I did two of the three. First, I put the roast in my oven at 500 degrees for 15 minutes. That seared the roast and left a nice crust on top (above photo).

From there, it went to the smoker. I set the temperature to 250 degrees and let it cook, undisturbed, with the occasional visual inspection. 

 

Done!

photo by PTash

When the internal temp hit 120 degrees, I took it off the smoker and moved it over to a cutting board where it rested 30 minutes. The temp raised another 10 degrees during the cool down, making it a perfect 130 degree “rare” roast in the center.

The Moment Has Arrived!

photo by PTash

After it rested, this is what it looked like inside. In my opinion, it was perfect! Rare in the center, medium rare in the outer section, and medium well to well on the ends.

The Finished Product

photo by PTash

Here are my thoughts on this prime rib dinner. The prime rib itself tasted very good. On the outer area up to the edges of the steak, you could taste the funkiness of the dry age and the smoke flavor from the smoker. Neither flavor overwhelmed one another; each flavor paired very nicely together.

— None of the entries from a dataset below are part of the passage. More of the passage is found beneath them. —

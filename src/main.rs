mod clients;
mod database;
mod handlers;
mod models;
mod reviews;
mod settings;
mod subscriptions;
mod tracking;
mod visitor;

use actix_cors::Cors;
use actix_web::{middleware::Logger, web, App, HttpServer};
use std::env;
use std::sync::Arc;

use crate::clients::suggestions::SuggestionsClient;
use crate::database::Database;
use crate::handlers::PublicBaseUrl;
use crate::settings::SettingsService;

#[actix_web::main]
async fn main() -> std::io::Result<()> {
    // Load environment variables
    dotenv::dotenv().ok();
    env_logger::init_from_env(env_logger::Env::new().default_filter_or("info"));

    let host = env::var("HOST").unwrap_or_else(|_| "127.0.0.1".to_string());
    let port = env::var("PORT").unwrap_or_else(|_| "8082".to_string());
    let bind_address = format!("{}:{}", host, port);
    let public_base_url =
        env::var("PUBLIC_BASE_URL").unwrap_or_else(|_| "http://localhost:3000/r".to_string());

    let database_url = env::var("DATABASE_URL").map_err(|_| {
        std::io::Error::new(
            std::io::ErrorKind::InvalidInput,
            "DATABASE_URL must be set in environment",
        )
    })?;

    let db = Database::connect(&database_url).await.map_err(|err| {
        log::error!("Failed to initialize database: {err:?}");
        std::io::Error::new(std::io::ErrorKind::Other, err)
    })?;

    let settings = SettingsService::new(Arc::new(db.clone()));
    let suggestions_client = SuggestionsClient::new(
        env::var("SUGGESTIONS_API_URL").ok(),
        env::var("OPENAI_API_KEY").ok(),
    );

    let db_data = web::Data::new(db);
    let settings_data = web::Data::new(settings);
    let suggestions_data = web::Data::new(suggestions_client);
    let base_url_data = web::Data::new(PublicBaseUrl(public_base_url));

    log::info!("🚀 Starting Review SAAS Service on {}", bind_address);

    HttpServer::new(move || {
        let cors = Cors::default()
            .allow_any_origin()
            .allow_any_method()
            .allow_any_header()
            .max_age(3600);

        App::new()
            .app_data(db_data.clone())
            .app_data(settings_data.clone())
            .app_data(suggestions_data.clone())
            .app_data(base_url_data.clone())
            .wrap(cors)
            .wrap(Logger::default())
            .service(
                web::scope("/api/v1")
                    // Health
                    .service(handlers::health_check)
                    // Public review pages
                    .service(handlers::get_public_settings)
                    .service(handlers::list_platforms)
                    .service(handlers::list_plans)
                    .service(handlers::get_qr_target)
                    .service(handlers::list_public_reviews)
                    .service(handlers::submit_review)
                    .service(handlers::get_review_suggestions)
                    .service(handlers::redirect_to_platform)
                    // Business management
                    .service(handlers::create_business)
                    .service(handlers::list_my_businesses)
                    .service(handlers::update_business)
                    .service(handlers::delete_business)
                    .service(handlers::upsert_business_platforms)
                    .service(handlers::get_business_analytics)
                    // Subscriptions
                    .service(handlers::get_current_subscription)
                    .service(handlers::create_subscription)
                    .service(handlers::activate_subscription)
                    .service(handlers::cancel_subscription)
                    .service(handlers::renew_subscription)
                    // Moderation & maintenance
                    .service(handlers::list_all_reviews)
                    .service(handlers::approve_review)
                    .service(handlers::disapprove_review)
                    .service(handlers::toggle_featured_review)
                    .service(handlers::delete_review)
                    .service(handlers::update_setting)
                    .service(handlers::sweep_subscriptions)
                    .service(handlers::purge_analytics)
                    // Catch-all slug route registered last
                    .service(handlers::get_review_page),
            )
    })
    .bind(&bind_address)?
    .run()
    .await
}
use sea_orm::entity::prelude::*;

#[derive(Clone, Debug, PartialEq, Eq, DeriveEntityModel)]
#[sea_orm(table_name = "gift_certificate")]
pub struct Model {
    #[sea_orm(primary_key)]
    pub id: i32,
    #[sea_orm(unique)]
    pub name: String,
    #[sea_orm(column_type = "Text")]
    pub description: String,
    #[sea_orm(column_type = "Decimal(Some((10, 2)))")]
    pub price: Decimal,
    pub duration: i32,
    pub create_date: DateTimeUtc,
    pub last_update_date: DateTimeUtc,
}

#[derive(Copy, Clone, Debug, EnumIter, DeriveRelation)]
pub enum Relation {
    #[sea_orm(has_many = "super::gift_certificate_tag::Entity")]
    GiftCertificateTag,
    #[sea_orm(has_many = "super::order_gift_certificate::Entity")]
    OrderGiftCertificate,
    #[sea_orm(has_many = "super::purchase::Entity")]
    Purchase,
}

impl Related<super::gift_certificate_tag::Entity> for Entity {
    fn to() -> RelationDef {
        Relation::GiftCertificateTag.def()
    }
}

impl Related<super::order_gift_certificate::Entity> for Entity {
    fn to() -> RelationDef {
        Relation::OrderGiftCertificate.def()
    }
}

impl Related<super::purchase::Entity> for Entity {
    fn to() -> RelationDef {
        Relation::Purchase.def()
    }
}

impl Related<super::tag::Entity> for Entity {
    fn to() -> RelationDef {
        super::gift_certificate_tag::Relation::Tag.def()
    }

    fn via() -> Option<RelationDef> {
        Some(super::gift_certificate_tag::Relation::GiftCertificate.def().rev())
    }
}

impl Related<super::order::Entity> for Entity {
    fn to() -> RelationDef {
        super::order_gift_certificate::Relation::Order.def()
    }

    fn via() -> Option<RelationDef> {
        Some(super::order_gift_certificate::Relation::GiftCertificate.def().rev())
    }
}

impl ActiveModelBehavior for ActiveModel {}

The center of the steak was dense, but had hints of the funk and smoke, but not as bold as the outer area of the steak. The dense texture comes from the dry age process; less moisture in the meat.

I added Au Jus and creamy horseradish to the steak, making it a phenomenal experience for my taste buds!

To complement the prime rib, I made potato au gratin and roasted brussel sprouts with olive oil, bacon and balsamic vinegar.

What Drinks Pair With Prime Rib?

photo by PTash
photo by PTash
photo by PTash

Traditionally, for me, it would be a good bottle of bold red wine to pair with prime rib! My favorite is Merlot when it comes to steak.

Lately, however, it’s been Dirty Martinis (with Tito’s Vodka) with prime rib.

But, in years past, I have had whiskey, Jameson in particular, or Tequila with my prime rib and other steaks!

So really, in my mind, it doesn’t matter! It’s what ever you and your taste buds desire!!

 

What I Learned From The Process

photo by Unicorn Productions LA Photography and Film Company

In conclusion, I learned several things about the process that I will do differently next time:

I will dedicate a small refrigerator for the dry age process. I found that the general frig had too much going on inside with other foods. Also, the consistency of air flow and coldness quality changed every time the frig door opened, which was annoying. Plus, dry aging causes a funky smell in the frig that people don’t like. It’s similar to rotting food, which is not far from the truth.

In order not to cross contaminate food odors I had to use zip lock plastic bags or other containers, that sealed well, to keep odors at a minimum. While the roast is in the state of dry aging, odor contamination is a high probability. The roast soaks up all the odors like a sponge. 

The other thing I would do differently is age it longer. I want to try aging it for 40 days to hit that “sweet spot” funky taste. 28 days was good and a far cry from 10 days! But I want greatness! So, next time 40 days will be the goal.

Pink Himalayan salt is the other thing I would do differently. I need to find brick size Himalayan salt, or similar, that I can line the interior of the small frig. Himalayan salt not only helps with moisture absorption, it has a natural anti-microbial quality to it, which helps kill bacteria. The meat is more tender and has a more in-depth flavor when its been surrounded by Himalayan salt.

And, if I dedicate a small refrigerator to dry age meat, I won’t have to use cheese cloth, which will give the chance for the Himalayan salt to work its full magic!

I will probably dry age 2 prime rib roasts next time. One for the traditional Christmas dinner and the other to chop into steaks for grilling without smoking it.

Cheers and Bon Appetit! Happy New Year’s to everyone! Until next time on Foodie Booze Explorer.

 

4 thoughts on “December Traditions!

  1. Amy Christey says:

    Love how the meal came out, yum. I did giggle a bit when you mentioned pairing with Jamison. Thought to myself, huh doesn’t everything pair with Jamison? Happy New Year Chef Paul.

    1. PTash says:

      Hahaha! Awww thank you Amy. Happy New Year to you!

  2. Kevin Freiermuth says:

    Very informative. I’ve dry aged my Christmas Prim Rib the last three years never 40 days,20 days are what I have done I really like the results.